(Items from a dataset)
+ + + + + + +
use config::{Config, expand_tilde};
use progress::{TransferProgress, format_bytes};

/// Environment variable consulted before prompting for a passphrase
const PASSPHRASE_ENV: &str = "FERRY_PASSPHRASE";

/// FERRY - secure bulk-file delivery
#[derive(Parser)]
#[command(name = "ferry")]
#[command(author, version, about, long_about = None)]
struct Cli {
    /// Enable verbose output
    #[arg(short, long, global = true)]
    verbose: bool,

    /// Enable debug output
    #[arg(short, long, global = true)]
    debug: bool,

    /// Configuration file path
    #[arg(short, long, default_value = "~/.config/ferry/config.toml")]
    config: String,

    #[command(subcommand)]
    command: Commands,
}

#[derive(Subcommand)]
enum Commands {
    /// Protect and upload files or directories
    Put {
        /// Files or directories to upload
        paths: Vec<PathBuf>,

        /// File listing one path per line
        #[arg(long)]
        path_file: Option<PathBuf>,

        /// Compress only, do not encrypt
        #[arg(long)]
        no_encrypt: bool,

        /// Files processed at once (1-32)
        #[arg(short = 'n', long)]
        concurrency: Option<usize>,

        /// Stop after the first failed file
        #[arg(long)]
        break_on_fail: bool,

        /// Replace objects that already exist in the bucket
        #[arg(long)]
        overwrite: bool,

        /// Bucket directory (overrides storage.bucket)
        #[arg(long)]
        bucket: Option<PathBuf>,

        /// Recipient public key hex (overrides keys.recipient_public)
        #[arg(long)]
        recipient: Option<String>,
    },

    /// Download and restore files listed in the bucket manifest
    Get {
        /// Logical names to restore (all when omitted)
        names: Vec<String>,

        /// Destination directory
        #[arg(short, long, default_value = ".")]
        output: PathBuf,

        /// Skip checksum verification of restored files
        #[arg(long)]
        no_verify: bool,

        /// Files processed at once (1-32)
        #[arg(short = 'n', long)]
        concurrency: Option<usize>,

        /// Stop after the first failed file
        #[arg(long)]
        break_on_fail: bool,

        /// Replace existing local files
        #[arg(long)]
        overwrite: bool,

        /// Bucket directory (overrides storage.bucket)
        #[arg(long)]
        bucket: Option<PathBuf>,

        /// Sealed private key file (overrides keys.recipient_private)
        #[arg(short, long)]
        key: Option<PathBuf>,
    },

    /// Generate a recipient keypair
    Keygen {
        /// Output file for the sealed private key
        #[arg(short, long)]
        output: Option<PathBuf>,
    },

    /// Show or modify configuration
    Config {
        #[command(subcommand)]
        action: ConfigAction,
    },
}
+ + + + + + +
WORK ORDER:
Go through the records and copy each line with "Replace" in it.

RESPONSE FOR THIS EXERCISE:
        /// Replace objects that already exist in the bucket
        /// Replace existing local files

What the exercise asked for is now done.